══ Raw data

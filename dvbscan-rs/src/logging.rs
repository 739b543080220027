//! Console logging.
//!
//! Logs go to stderr so listings on stdout can be piped.

use log::LevelFilter;

/// Pick the log level.
///
/// `verbose` forces debug, otherwise the configured level is used and an
/// unknown or missing level falls back to info.
pub fn log_level(verbose: bool, configured: Option<&str>) -> LevelFilter {
    if verbose {
        return LevelFilter::Debug;
    }
    configured
        .and_then(|level| level.parse().ok())
        .unwrap_or(LevelFilter::Info)
}

/// Initialize env_logger. `RUST_LOG` still overrides the chosen level.
pub fn init_logging(verbose: bool, configured: Option<&str>) {
    let _ = env_logger::Builder::new()
        .filter_level(log_level(verbose, configured))
        .parse_default_env()
        .target(env_logger::Target::Stderr)
        .try_init();
}
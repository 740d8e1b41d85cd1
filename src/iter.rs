//! Promise-flavored iteration: sequential and parallel mapping, folds, and a conditional loop.
//!
//! The sequential operations ([`map`], [`reduce`], and their strict `try_` variants) run their
//! steps strictly one after another: step *i + 1* starts only once step *i*'s settlement is in.
//! [`par_map`] starts every step up front instead. [`repeat`] re-runs a step while a condition
//! holds.
//!
//! All of them accept steps that return either a plain value or a [`Task`], and all of them catch
//! panics inside a step at the step boundary, converting them into [`Fault`]s instead of tearing
//! down the driver thread.

use std::{
    panic::{self, AssertUnwindSafe},
    sync::Arc,
};

use crate::{
    promise::{driver, PromiseInner},
    Canceller, Eventual, Fault, Outcome, Task,
};

/// Fault payload of [`reduce_first`] and [`race`][crate::race] when given an empty input.
#[derive(Debug, Clone, Copy, PartialEq, Eq)]
pub struct EmptySequence;

/// Maps `f` over `seq` one element at a time, collecting every step's settlement.
///
/// The returned task resolves with one [`Outcome`] per input element, in input order. A step
/// fault (a panic inside `f`, or a step task that rejects) is recorded as that element's outcome
/// and iteration continues with the next element; it never aborts the rest of the iteration. Use
/// [`try_map`] to stop at the first fault instead.
///
/// An empty `seq` resolves immediately with an empty vector, without invoking `f` or spawning a
/// thread.
pub fn map<T, U, R, F>(seq: Vec<T>, mut f: F) -> Task<Vec<Outcome<U>>>
where
    T: Send + 'static,
    U: Send + 'static,
    R: Into<Eventual<U>>,
    F: FnMut(T, usize) -> R + Send + 'static,
{
    if seq.is_empty() {
        return Task::ready(Vec::new());
    }
    let inner = Arc::new(PromiseInner::new());
    let canceller = Canceller::new(Arc::downgrade(&inner), None);
    let cell = inner.clone();
    let thread = driver("map", &inner, move || {
        let mut results = Vec::with_capacity(seq.len());
        for (i, element) in seq.into_iter().enumerate() {
            if cell.is_settled() {
                // Cancelled or dropped; the remaining elements are unobservable.
                return;
            }
            results.push(settle_step(|| f(element, i)));
        }
        cell.settle(Ok(results));
    });
    Task::from_driver(inner, canceller, thread)
}

/// Like [`map`], but the first step fault rejects the whole task and stops the iteration.
pub fn try_map<T, U, R, F>(seq: Vec<T>, mut f: F) -> Task<Vec<U>>
where
    T: Send + 'static,
    U: Send + 'static,
    R: Into<Eventual<U>>,
    F: FnMut(T, usize) -> R + Send + 'static,
{
    if seq.is_empty() {
        return Task::ready(Vec::new());
    }
    let inner = Arc::new(PromiseInner::new());
    let canceller = Canceller::new(Arc::downgrade(&inner), None);
    let cell = inner.clone();
    let thread = driver("try-map", &inner, move || {
        let mut results = Vec::with_capacity(seq.len());
        for (i, element) in seq.into_iter().enumerate() {
            if cell.is_settled() {
                return;
            }
            match settle_step(|| f(element, i)) {
                Ok(value) => results.push(value),
                Err(fault) => {
                    cell.settle(Err(fault));
                    return;
                }
            }
        }
        cell.settle(Ok(results));
    });
    Task::from_driver(inner, canceller, thread)
}

/// Folds `seq` from the left, threading each step's settlement into the next call.
///
/// Each step receives the previous step's entire settlement as its accumulator argument: after a
/// faulted step, the next step sees that `Err` and decides how to carry on. The returned task
/// settles with the final step's settlement, whatever it is. Use [`try_reduce`] to stop at the
/// first fault instead.
///
/// An empty `seq` resolves immediately with `init`, without invoking `f`.
pub fn reduce<T, A, R, F>(seq: Vec<T>, mut f: F, init: A) -> Task<A>
where
    T: Send + 'static,
    A: Send + 'static,
    R: Into<Eventual<A>>,
    F: FnMut(Outcome<A>, T, usize) -> R + Send + 'static,
{
    if seq.is_empty() {
        return Task::ready(init);
    }
    let inner = Arc::new(PromiseInner::new());
    let canceller = Canceller::new(Arc::downgrade(&inner), None);
    let cell = inner.clone();
    let thread = driver("reduce", &inner, move || {
        let mut acc = Ok(init);
        for (i, element) in seq.into_iter().enumerate() {
            if cell.is_settled() {
                return;
            }
            acc = settle_step(|| f(acc, element, i));
        }
        cell.settle(acc);
    });
    Task::from_driver(inner, canceller, thread)
}

/// Like [`reduce`], but the first step fault rejects the whole task and stops the fold.
pub fn try_reduce<T, A, R, F>(seq: Vec<T>, mut f: F, init: A) -> Task<A>
where
    T: Send + 'static,
    A: Send + 'static,
    R: Into<Eventual<A>>,
    F: FnMut(A, T, usize) -> R + Send + 'static,
{
    if seq.is_empty() {
        return Task::ready(init);
    }
    let inner = Arc::new(PromiseInner::new());
    let canceller = Canceller::new(Arc::downgrade(&inner), None);
    let cell = inner.clone();
    let thread = driver("try-reduce", &inner, move || {
        let mut acc = init;
        for (i, element) in seq.into_iter().enumerate() {
            if cell.is_settled() {
                return;
            }
            match settle_step(|| f(acc, element, i)) {
                Ok(next) => acc = next,
                Err(fault) => {
                    cell.settle(Err(fault));
                    return;
                }
            }
        }
        cell.settle(Ok(acc));
    });
    Task::from_driver(inner, canceller, thread)
}

/// Like [`reduce`], but uses the first element as the initial accumulator.
///
/// The first step is called as `f(Ok(first.clone()), first, 0)`: the first element serves as
/// both the starting accumulator and the first processed element. An empty `seq` settles with an
/// [`EmptySequence`] fault, since there is nothing to start the fold with.
pub fn reduce_first<T, R, F>(seq: Vec<T>, mut f: F) -> Task<T>
where
    T: Clone + Send + 'static,
    R: Into<Eventual<T>>,
    F: FnMut(Outcome<T>, T, usize) -> R + Send + 'static,
{
    if seq.is_empty() {
        return Task::settled(Err(Fault::new(EmptySequence)));
    }
    let inner = Arc::new(PromiseInner::new());
    let canceller = Canceller::new(Arc::downgrade(&inner), None);
    let cell = inner.clone();
    let thread = driver("reduce-first", &inner, move || {
        let mut elements = seq.into_iter();
        let first = elements.next().unwrap();
        let mut acc = settle_step(|| f(Ok(first.clone()), first, 0));
        for (i, element) in elements.enumerate() {
            if cell.is_settled() {
                return;
            }
            acc = settle_step(|| f(acc, element, i + 1));
        }
        cell.settle(acc);
    });
    Task::from_driver(inner, canceller, thread)
}

/// Maps `f` over `seq`, starting every step before waiting on any of them.
///
/// The returned task resolves with the step values in input order once every step has settled.
/// The first settlement that is a fault rejects the whole task with that fault, in settlement
/// order, not input order; the remaining in-flight step tasks are then dropped, which cancels
/// and joins them. This is the opposite failure policy of [`map`], which records faults and
/// carries on.
///
/// An empty `seq` resolves immediately with an empty vector, without invoking `f` or spawning a
/// thread.
pub fn par_map<T, U, R, F>(seq: Vec<T>, mut f: F) -> Task<Vec<U>>
where
    T: Send + 'static,
    U: Send + 'static,
    R: Into<Eventual<U>>,
    F: FnMut(T, usize) -> R + Send + 'static,
{
    if seq.is_empty() {
        return Task::ready(Vec::new());
    }
    let inner = Arc::new(PromiseInner::new());
    let (nudge_tx, nudge_rx) = crossbeam_channel::unbounded();
    let canceller = Canceller::new(Arc::downgrade(&inner), Some(nudge_tx));
    let cell = inner.clone();
    let thread = driver("par-map", &inner, move || {
        let len = seq.len();
        let mut slots: Vec<Option<U>> = (0..len).map(|_| None).collect();
        let mut pending: Vec<Option<Task<U>>> = (0..len).map(|_| None).collect();
        let (settled_tx, settled_rx) = crossbeam_channel::unbounded();
        let mut outstanding = 0;
        for (i, element) in seq.into_iter().enumerate() {
            if cell.is_settled() {
                return;
            }
            match panic::catch_unwind(AssertUnwindSafe(|| f(element, i))) {
                Ok(produced) => {
                    let produced: Eventual<U> = produced.into();
                    match produced {
                        Eventual::Ready(value) => slots[i] = Some(value),
                        Eventual::Pending(task) => {
                            let tx = settled_tx.clone();
                            task.on_settle(Box::new(move || {
                                let _ = tx.send(i);
                            }));
                            pending[i] = Some(task);
                            outstanding += 1;
                        }
                    }
                }
                Err(payload) => {
                    // A panic while starting a step faults the whole operation; later elements
                    // are never started, and started ones are dropped below.
                    cell.settle(Err(Fault::from_payload(payload)));
                    return;
                }
            }
        }
        while outstanding > 0 {
            let index = crossbeam_channel::select! {
                recv(settled_rx) -> msg => match msg {
                    Ok(index) => index,
                    // We hold a sender, so the channel cannot disconnect.
                    Err(_) => unreachable!(),
                },
                recv(nudge_rx) -> _ => return,
            };
            let task = pending[index].take().unwrap();
            match task.block() {
                Ok(value) => {
                    slots[index] = Some(value);
                    outstanding -= 1;
                }
                Err(fault) => {
                    // First fault in settlement order rejects the task; dropping `pending`
                    // cancels and joins the rest.
                    cell.settle(Err(fault));
                    return;
                }
            }
        }
        cell.settle(Ok(slots.into_iter().map(|slot| slot.unwrap()).collect()));
    });
    Task::from_driver(inner, canceller, thread)
}

/// Runs `f`, then keeps re-running it while `condition()` returns `true`.
///
/// `f` always runs at least once; `condition` is evaluated fresh before every further run. The
/// returned task settles with the last run's settlement. Intermediate faults do not stop the
/// loop, only `condition` does, so the final settlement may itself be a fault. A panic inside
/// `condition` settles the task with that payload.
pub fn repeat<T, R, F, C>(mut f: F, mut condition: C) -> Task<T>
where
    T: Send + 'static,
    R: Into<Eventual<T>>,
    F: FnMut() -> R + Send + 'static,
    C: FnMut() -> bool + Send + 'static,
{
    let inner = Arc::new(PromiseInner::new());
    let canceller = Canceller::new(Arc::downgrade(&inner), None);
    let cell = inner.clone();
    let thread = driver("repeat", &inner, move || {
        let mut last = settle_step(|| f());
        loop {
            if cell.is_settled() {
                return;
            }
            match panic::catch_unwind(AssertUnwindSafe(&mut condition)) {
                Ok(true) => last = settle_step(|| f()),
                Ok(false) => break,
                Err(payload) => {
                    cell.settle(Err(Fault::from_payload(payload)));
                    return;
                }
            }
        }
        cell.settle(last);
    });
    Task::from_driver(inner, canceller, thread)
}

/// Runs one caller-supplied step, converting a panic into a fault and waiting out a step task.
fn settle_step<U, R>(step: impl FnOnce() -> R) -> Outcome<U>
where
    R: Into<Eventual<U>>,
{
    match panic::catch_unwind(AssertUnwindSafe(step)) {
        Ok(produced) => {
            let produced: Eventual<U> = produced.into();
            produced.settle()
        }
        Err(payload) => Err(Fault::from_payload(payload)),
    }
}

════

What is being asked: Bring together all lines of the entries above in which the string "only" occurs.

Solution for this task:
//! steps strictly one after another: step *i + 1* starts only once step *i*'s settlement is in.
/// loop, only `condition` does, so the final settlement may itself be a fault. A panic inside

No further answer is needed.